Pristis female Kartung

Sawfish researcher Ruth H. Leeney writes of specimens in the Museum of Zoology, and the plight of these amazing animals around West Africa today:

Of all the shark and ray families, sawfishes are considered to be the most endangered. Sawfishes are large, shark-like rays which inhabit the shallow, coastal waters of tropical and sub-tropical regions. Once common in these regions, sawfish populations have declined in recent decades and sawfishes are now thought to be extinct from many parts of their former range. Coastal fisheries, especially trawling, and entanglement in fishing nets have been central to the demise of sawfishes worldwide. In some areas, sawfishes have also been targeted by the shark finning industry, and the loss or degradation of mangrove and estuarine environments, which are important habitats for juvenile sawfishes, may also have had an impact on populations.

Two species of sawfishes, Pristis pristis and P. pectinata, formerly inhabited the east Atlantic, including much of the West African coast.
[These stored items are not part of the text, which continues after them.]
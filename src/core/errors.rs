// src/core/errors.rs

//! Defines the primary error type for the failover orchestrator.

use thiserror::Error;

/// The error kinds a failover run can surface.
///
/// Every variant here is a *forward* error: it aborts the pipeline and is
/// returned to the caller of [`crate::core::pipeline::failover::FailoverPipeline::run`].
/// Cleanup failures (a failed `resume` or a failed lock release during
/// teardown) are never represented here — they are logged at the call site
/// and do not mask the forward error that triggered them.
#[derive(Error, Debug)]
pub enum FailoverError {
    /// The pre-flight health check found at least one unhealthy agent.
    #[error("agent {endpoint} is unhealthy: {detail}")]
    AgentUnhealthy { endpoint: String, detail: String },

    /// The cluster-wide failover lock could not be acquired within `lock_timeout`.
    #[error("failed to acquire failover lock: {0}")]
    LockUnavailable(String),

    /// At least one agent's `pause` RPC failed.
    #[error("pause failed on one or more agents: {0}")]
    PauseFailed(String),

    /// The `stolonctl failkeeper` subprocess exited non-zero or could not be spawned.
    #[error("stolonctl failkeeper failed: {0}")]
    FailkeeperFailed(String),

    /// The recovery watcher did not observe a healthy new primary before
    /// `pause_expiry` elapsed.
    #[error("timed out waiting for cluster recovery after {0:?}")]
    RecoveryTimeout(std::time::Duration),

    /// The clusterdata snapshot read from the KV store was structurally
    /// invalid (e.g. an empty `master.keeper_uid`).
    #[error("corrupt or uninitialised cluster snapshot: {0}")]
    InvalidClusterState(String),

    /// A failure talking to the KV store outside the lock/watch-specific
    /// paths above (e.g. the initial snapshot read).
    #[error("etcd error: {0}")]
    Etcd(#[from] etcd_client::Error),

    /// A transport-level failure reaching an agent (connect, not RPC status).
    #[error("agent transport error: {0}")]
    Transport(#[from] tonic::transport::Error),

    /// An RPC returned by an agent itself (non-OK status).
    #[error("agent rpc error: {0}")]
    Rpc(#[from] tonic::Status),

    #[error("io error: {0}")]
    Io(#[from] std::io::Error),

    #[error("failed to deserialise cluster state: {0}")]
    Deserialize(#[from] serde_json::Error),

    #[error("internal error: {0}")]
    Internal(String),
}

pub type Result<T> = std::result::Result<T, FailoverError>;
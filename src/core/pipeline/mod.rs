// src/core/pipeline/mod.rs

//! The deferred-action pipeline abstraction.
//!
//! A pipeline is an ordered list of [`Step`]s. Each step optionally carries a
//! deferred cleanup. The runner's one rule is what makes cleanup reliable
//! even when a step only partially succeeds: *the cleanup is pushed onto the
//! stack before the step's forward action runs*, not after it returns. A
//! step like `pause` can have effect on some agents before ultimately
//! failing; its `resume` cleanup must still run.
//!
//! An explicit `Vec` cleanup stack is used here rather than a host-language
//! scope-exit/RAII construct, because forward progress and cleanup run under
//! two different cancellation scopes (`exec_ctx` and `defer_ctx`) — a single
//! defer/drop-based construct would tie cleanup's lifetime to the same scope
//! as the forward action, which is exactly what must not happen: an aborted
//! operator request still needs `resume` and lock release to complete.

pub mod failover;
pub mod steps;

use crate::core::errors::{FailoverError, Result};
use std::future::Future;
use std::pin::Pin;
use tokio_util::sync::CancellationToken;
use tracing::{debug, warn};

pub type BoxFuture<'a, T> = Pin<Box<dyn Future<Output = T> + Send + 'a>>;

/// One pipeline step: a name (used in logs and the cleanup stack), a forward
/// action, and an optional deferred cleanup.
pub struct Step {
    name: &'static str,
    action: Box<dyn FnOnce() -> BoxFuture<'static, Result<()>> + Send>,
    cleanup: Option<Box<dyn FnOnce() -> BoxFuture<'static, ()> + Send>>,
}

impl Step {
    pub fn new<A, AF>(name: &'static str, action: A) -> Self
    where
        A: FnOnce() -> AF + Send + 'static,
        AF: Future<Output = Result<()>> + Send + 'static,
    {
        Self {
            name,
            action: Box::new(move || Box::pin(action())),
            cleanup: None,
        }
    }

    pub fn with_cleanup<C, CF>(mut self, cleanup: C) -> Self
    where
        C: FnOnce() -> CF + Send + 'static,
        CF: Future<Output = ()> + Send + 'static,
    {
        self.cleanup = Some(Box::new(move || Box::pin(cleanup())));
        self
    }
}

/// Runs an ordered sequence of [`Step`]s, maintaining the LIFO cleanup stack
/// described above. Step *k+1* begins only after step *k* returns.
pub struct Pipeline {
    steps: Vec<Step>,
}

impl Pipeline {
    pub fn new(steps: Vec<Step>) -> Self {
        Self { steps }
    }

    /// Runs every step in order. On the first forward failure (or after the
    /// last step succeeds), drains the cleanup stack LIFO. Cleanup failures
    /// are the caller's concern (each cleanup closure is expected to log its
    /// own failures) — this runner never lets a cleanup panic or error mask
    /// the forward result.
    pub async fn run(self) -> Result<()> {
        let mut cleanup_stack: Vec<(&'static str, BoxFuture<'static, ()>)> = Vec::new();
        let mut forward_result = Ok(());

        for step in self.steps {
            if let Some(cleanup) = step.cleanup {
                cleanup_stack.push((step.name, cleanup()));
            }
            match (step.action)().await {
                Ok(()) => {}
                Err(error) => {
                    warn!(event = "pipeline_step_failed", step = step.name, %error);
                    forward_result = Err(error);
                    break;
                }
            }
        }

        while let Some((name, cleanup)) = cleanup_stack.pop() {
            debug!(event = "pipeline_cleanup_running", step = name);
            cleanup.await;
        }

        forward_result
    }
}

/// Races a forward action against `exec_ctx` cancellation. A cancelled
/// `exec_ctx` aborts the action immediately rather than waiting out its own
/// internal timeout.
pub async fn run_forward<F>(exec_ctx: &CancellationToken, action: F) -> Result<()>
where
    F: Future<Output = Result<()>>,
{
    tokio::select! {
        biased;
        _ = exec_ctx.cancelled() => Err(FailoverError::Internal(
            "step aborted: exec_ctx cancelled".to_string(),
        )),
        result = action => result,
    }
}

/// Races a cleanup action against `defer_ctx` cancellation. `defer_ctx` is
/// independent of `exec_ctx` specifically so that an aborted forward
/// operation does not also abort its own cleanup.
pub async fn run_cleanup<F>(defer_ctx: &CancellationToken, cleanup: F)
where
    F: Future<Output = ()>,
{
    tokio::select! {
        biased;
        _ = defer_ctx.cancelled() => {
            warn!(event = "pipeline_cleanup_aborted", "defer_ctx cancelled before cleanup completed");
        }
        _ = cleanup => {}
    }
}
Sawfishes were probably once a common sight in West Africa. Cambridge biologist Budgett (1899), on an expedition to The Gambia colony, wrote ‘…frequently in the morning, when the trammel-net was examined, a Crocodile (Crocodilus cataphractus) or a Sawfish (Pristis perotteti) had to be slain’. Likewise, a Swedish study (Svensson, 1933) carried out in the 1930s suggested that sawfishes were plentiful in Gambian waters: ‘This sawfish is common in the river at all seasons. . . . [I]t was [also] caught in remarkably great numbers, just at the mouths of creeks.  It is known by the natives in all parts of the river in the Gambia’. Forty years later, Nigel Downing, then a PhD student at Cambridge University, encountered many largetooth sawfish in the Gambia River. Fishermen working several hundred kilometres upriver in freshwater often caught sawfish, particularly juveniles. At the coast, Nigel also encountered fishermen hauling a 5-metre female largetooth sawfish, pregnant with 15 pups, onto the beach. Between 1974 and 1975, Nigel collected numerous rostra and some complete sawfish specimens, which he brought back to the Museum of Zoology in Cambridge. These specimens will provide an enormously valuable contribution to an ongoing study examining the differences in rostrum structure amongst sawfish species and even amongst regional populations of the same species.

Interviews conducted with fishermen in The Gambia earlier this year suggest that sawfishes are no longer a common sight and may in fact be locally extinct. Up-to-date information on sawfish abundance and distribution in African waters is almost completely lacking. This, of course, hampers any attempt to protect any remaining sawfish populations, since we do not know where to focus efforts or what the local threats are. The Protect Africa’s Sawfishes project is attempting to collect baseline data on sawfishes throughout Africa, to assess where sawfish populations still persist and where best we can focus conservation efforts to ensure that these unique and fascinating fishes do not disappear completely from African waters.